↓↓↓
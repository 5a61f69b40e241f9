//! Parsed SQL statements as returned by a plugin's parser.

use serde::{Deserialize, Serialize};

/// Statement kind marker for data manipulation statements.
pub const SQL_KIND_DML: &str = "dml";
/// Statement kind marker for data definition statements.
pub const SQL_KIND_DDL: &str = "ddl";
/// Statement kind marker for pure queries.
pub const SQL_KIND_DQL: &str = "dql";

/// One parsed statement.
///
/// The fingerprint is a normalised signature: statements that differ only
/// in literal values share a fingerprint, which is what deduplication keys
/// on. Kinds are open-ended strings because each plugin classifies its own
/// dialect; the `SQL_KIND_*` constants cover the common cases.
#[derive(Debug, Clone, Default, PartialEq, Eq, Serialize, Deserialize)]
pub struct Node {
    /// Raw SQL text of the statement.
    pub text: String,
    /// Statement kind, e.g. [`SQL_KIND_DML`].
    pub kind: String,
    /// Normalised signature of the statement.
    pub fingerprint: String,
    /// One-based line where the statement starts in the submitted text.
    #[serde(default)]
    pub start_line: u64,
}

impl Node {
    /// Creates a node with the given text, kind, and fingerprint.
    #[must_use]
    pub fn new(
        text: impl Into<String>,
        kind: impl Into<String>,
        fingerprint: impl Into<String>,
    ) -> Self {
        Self {
            text: text.into(),
            kind: kind.into(),
            fingerprint: fingerprint.into(),
            start_line: 0,
        }
    }
}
↑↑↑
■ **WHAT THE EXERCISE ASKS**:
If a line in the data contains the string "statements", copy it.

■ **FINAL ANSWER**:
//! Parsed SQL statements as returned by a plugin's parser.
/// Statement kind marker for data manipulation statements.
/// Statement kind marker for data definition statements.
/// The fingerprint is a normalised signature: statements that differ only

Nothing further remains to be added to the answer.